Chicago sought to implement a face surveillance system in as early as 2009. That year, CPD applied for a grant of more than $13 million from the Department of Homeland Security (DHS) to support the creation of a “regional transit terrorism prevention and response system.”40 The proposal included a face recognition system that would initially operate on the existing Chicago Transit Authority (CTA) CCTV system, to be expanded first to “partner agency camera feeds” and eventually “to include additional cameras outside of Chicago” as well.41

In its final progress report for the FY09 DHS grant in 2013, CPD stated it had developed various video surveillance applications, including software “already able to process and provide notification functionalities such as … face capture and match” and “able to handle multiple concurrent video streams.”42

  • 40. The total 2009 grant award was for $13.8 million for a period of three years.
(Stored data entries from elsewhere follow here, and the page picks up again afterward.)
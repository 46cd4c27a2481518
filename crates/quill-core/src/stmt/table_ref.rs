use super::{Subquery, TableAlias};
use crate::schema::{Table, TableId};

use by_address::ByAddress;
use std::{fmt, sync::Arc};

/// Something a column can be selected from.
///
/// Aliased tables and derived tables are compared by identity: two separate
/// `addresses.alias()` calls produce two distinct references even though
/// they look the same.
#[derive(Clone, PartialEq, Eq, Hash)]
pub enum TableRef {
    /// A schema table
    Table(TableId),

    /// A schema table under an alias, `addresses AS addresses_1`
    Alias(ByAddress<Arc<TableAlias>>),

    /// A derived table, `(SELECT ..) AS anon_1`
    Subquery(ByAddress<Arc<Subquery>>),
}

impl TableRef {
    pub fn as_table(&self) -> Option<TableId> {
        match self {
            Self::Table(table) => Some(*table),
            _ => None,
        }
    }

    pub fn as_subquery(&self) -> Option<&Arc<Subquery>> {
        match self {
            Self::Subquery(subquery) => Some(&subquery.0),
            _ => None,
        }
    }
}

impl From<TableId> for TableRef {
    fn from(value: TableId) -> Self {
        Self::Table(value)
    }
}

impl From<&Table> for TableRef {
    fn from(value: &Table) -> Self {
        Self::Table(value.id)
    }
}

impl From<&Arc<TableAlias>> for TableRef {
    fn from(value: &Arc<TableAlias>) -> Self {
        Self::Alias(ByAddress(value.clone()))
    }
}

impl From<&Arc<Subquery>> for TableRef {
    fn from(value: &Arc<Subquery>) -> Self {
        Self::Subquery(ByAddress(value.clone()))
    }
}

impl fmt::Debug for TableRef {
    fn fmt(&self, fmt: &mut fmt::Formatter<'_>) -> fmt::Result {
        match self {
            Self::Table(table) => fmt::Debug::fmt(table, fmt),
            Self::Alias(alias) => fmt::Debug::fmt(&*alias.0, fmt),
            Self::Subquery(subquery) => write!(
                fmt,
                "Subquery({:?} @ {:p})",
                subquery.0.name,
                Arc::as_ptr(&subquery.0)
            ),
        }
    }
}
Department of Homeland Security FEMA Grant Programs Directorate, Cooperative Agreement FY 2009 Transit Security Grant Program, Grant award 2009-RA-T9-K016 (July 24, 2009), Document pp. 023716–18; DHS, FEMA Grant Manager’s Memorandum , Pt 1: Project Summary, Document p. 023720.
  • 41. CPD, TSGP Investment Justification Template (Jan. 14, 2009), Document pp. 023524–25. The face recognition component was part of “Phase C,” to be implemented one to three years after the date of the grant award. Document p. 023531.
  • 42. CPD, FY09 Transit Security Grant Program Award: 2009-RA-T9-K016, Final Progress report: For the period of January 1 - March 31, 2013, Document pp. 023709–10.
A surveillance camera mounted on a pole.
Figure 6A police camera monitors the bridge walkway near Wacker and Lake Streets in Chicago. (Source: Steve Hamann/Shutterstock, all rights reserved.)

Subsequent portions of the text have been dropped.